Transira Therapeutics is developing and commercializing work from the lab of Buffalo biochemistry professor Qing Lin, also the company’s founder. Lin and colleagues study peptide-based therapeutics. including interactions of these short chains of amino acids with other proteins and their effects on cellular processes. Because of their simple chemistry, peptides are often potent in the lab and do not cause toxic reactions, but they also are unstable and inefficient when working with living cells. Thus one of the the Lin lab’s objectives is to assemble peptides into larger and more stable chains that capture the potency and safety of peptides, while enhancing their stability so they can be given as drugs.

The company’s first product is a treatment for type 2 diabetes, in a long-acting synthetic protein. Diabetes is a chronic disorder where the pancreas does not create enough insulin to process the sugar glucose to flow into the blood stream and cells for energy in the body. In type 2 diabetes, which accounts for at least 90 percent of all diabetes cases, the pancreas produces some but not enough insulin, or the body cannot process insulin. Centers for Disease Control and Prevention says diabetes affects 30.3 million people in the U.S., with the number of people with the disease tripling in the past 20 years as the population ages and becomes overweight. Diabetes is also the 7th leading cause of death, and leading cause of kidney failure, lower-limb amputations, and adult-onset blindness.

Lin and colleagues from Buffalo and California Institute for Biomedical Research in La Jolla designed a synthetic form of the hormone oxyntomodulin. In the body, oxyntomodulin helps increase insulin production, as well as encourages the body to increase its expenditure of energy and reduce food intake.
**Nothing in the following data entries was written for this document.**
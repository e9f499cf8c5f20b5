//! Probability building blocks for RayLab.
//!
//! This crate hosts the distribution math the experiments are built on:
//! the Rayleigh(σ=1) density/CDF/quantile and the inverse-transform
//! sampler that turns a uniform source into Rayleigh variates.

pub mod rayleigh;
But like peptides, oxyntomodulin breaks down quickly in the body, making it impractical to be taken in its natural state.

The researchers devised a synthetic version of oxyntomodulin that adds a stabilizing amino acid called cysteine to different parts of the hormone’s chemistry, and link the parts together to keep the hormone’s components in their original configuration. In preclinical research, the team’s synthetic oxyntomodulin analogs help lab mice reduce their blood glucose levels, but are also more stable and last longer in the body than the natural hormone.
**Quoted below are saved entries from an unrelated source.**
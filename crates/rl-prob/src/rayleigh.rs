//! Rayleigh(σ=1) distribution utilities.
//!
//! The experiments only model the unit-scale Rayleigh distribution
//! (variance parameter a = σ² = 1), so every function here is specialized
//! to it. Support: `x >= 0`.

use rand::Rng;
use rand_distr::Distribution;
use rl_core::{Error, Result};

/// PDF of the Rayleigh(1) distribution at `x`: `x * exp(-x²/2)`.
///
/// Returns 0 outside the support.
pub fn pdf(x: f64) -> f64 {
    if x < 0.0 {
        return 0.0;
    }
    x * (-(x * x) / 2.0).exp()
}

/// CDF of the Rayleigh(1) distribution at `x`: `1 - exp(-x²/2)`.
pub fn cdf(x: f64) -> f64 {
    if x <= 0.0 {
        return 0.0;
    }
    1.0 - (-(x * x) / 2.0).exp()
}

/// Quantile (inverse CDF) of the Rayleigh(1) distribution.
///
/// `quantile(u) = sqrt(-2 ln(1 - u))` for `u` in `[0, 1)`. This is the
/// inverse-transform kernel used by the sampler; `u = 0` maps to 0, which
/// is a valid draw, and `1 - u` never reaches 0 so the log is finite.
pub fn quantile(u: f64) -> Result<f64> {
    if !(0.0..1.0).contains(&u) {
        return Err(Error::Validation(format!("u must be in [0, 1), got {}", u)));
    }
    Ok((-2.0 * (1.0 - u).ln()).sqrt())
}

/// Unit-scale Rayleigh distribution as a [`rand_distr::Distribution`].
#[derive(Debug, Clone, Copy, Default)]
pub struct Rayleigh;

impl Distribution<f64> for Rayleigh {
    fn sample<R: Rng + ?Sized>(&self, rng: &mut R) -> f64 {
        // `random::<f64>()` is uniform on [0, 1), so `1 - u` stays in (0, 1]
        // and the log never sees 0.
        let u: f64 = rng.random();
        (-2.0 * (1.0 - u).ln()).sqrt()
    }
}

/// Draw exactly `count` independent Rayleigh(1) variates.
///
/// Deterministic given a seeded `rng`.
pub fn sample_n<R: Rng + ?Sized>(rng: &mut R, count: usize) -> Result<Vec<f64>> {
    if count == 0 {
        return Err(Error::Validation("count must be > 0".to_string()));
    }
    Ok(Rayleigh.sample_iter(rng).take(count).collect())
}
The NIDDK grant is an early-stage Small Business Innovation Research or SBIR award to Transira for a 1-year project to further develop this synthetic oxyntomodulin into a long-lasting injectable drug. “With injectable drugs,” says Lin in a university statement, “you don’t want to ask people to use them too often because they may sometimes forget or skip a dose because they are not in a setting that’s convenient to make an injection. That’s why a longer-lasting therapy is so important.”

The synthetic hormone aims to decrease fasting blood glucose levels by at least 25 percent and reduce the weight of diet-induced obese mice by 20 percent or more. The drug would also be injected under the skin and last for the equivalent of a week in the test mice. If this first stage is successful, the company would then apply for further SBIR funds to advance the synthetic hormone through chemical activity and toxicology tests to the point of clinical trials.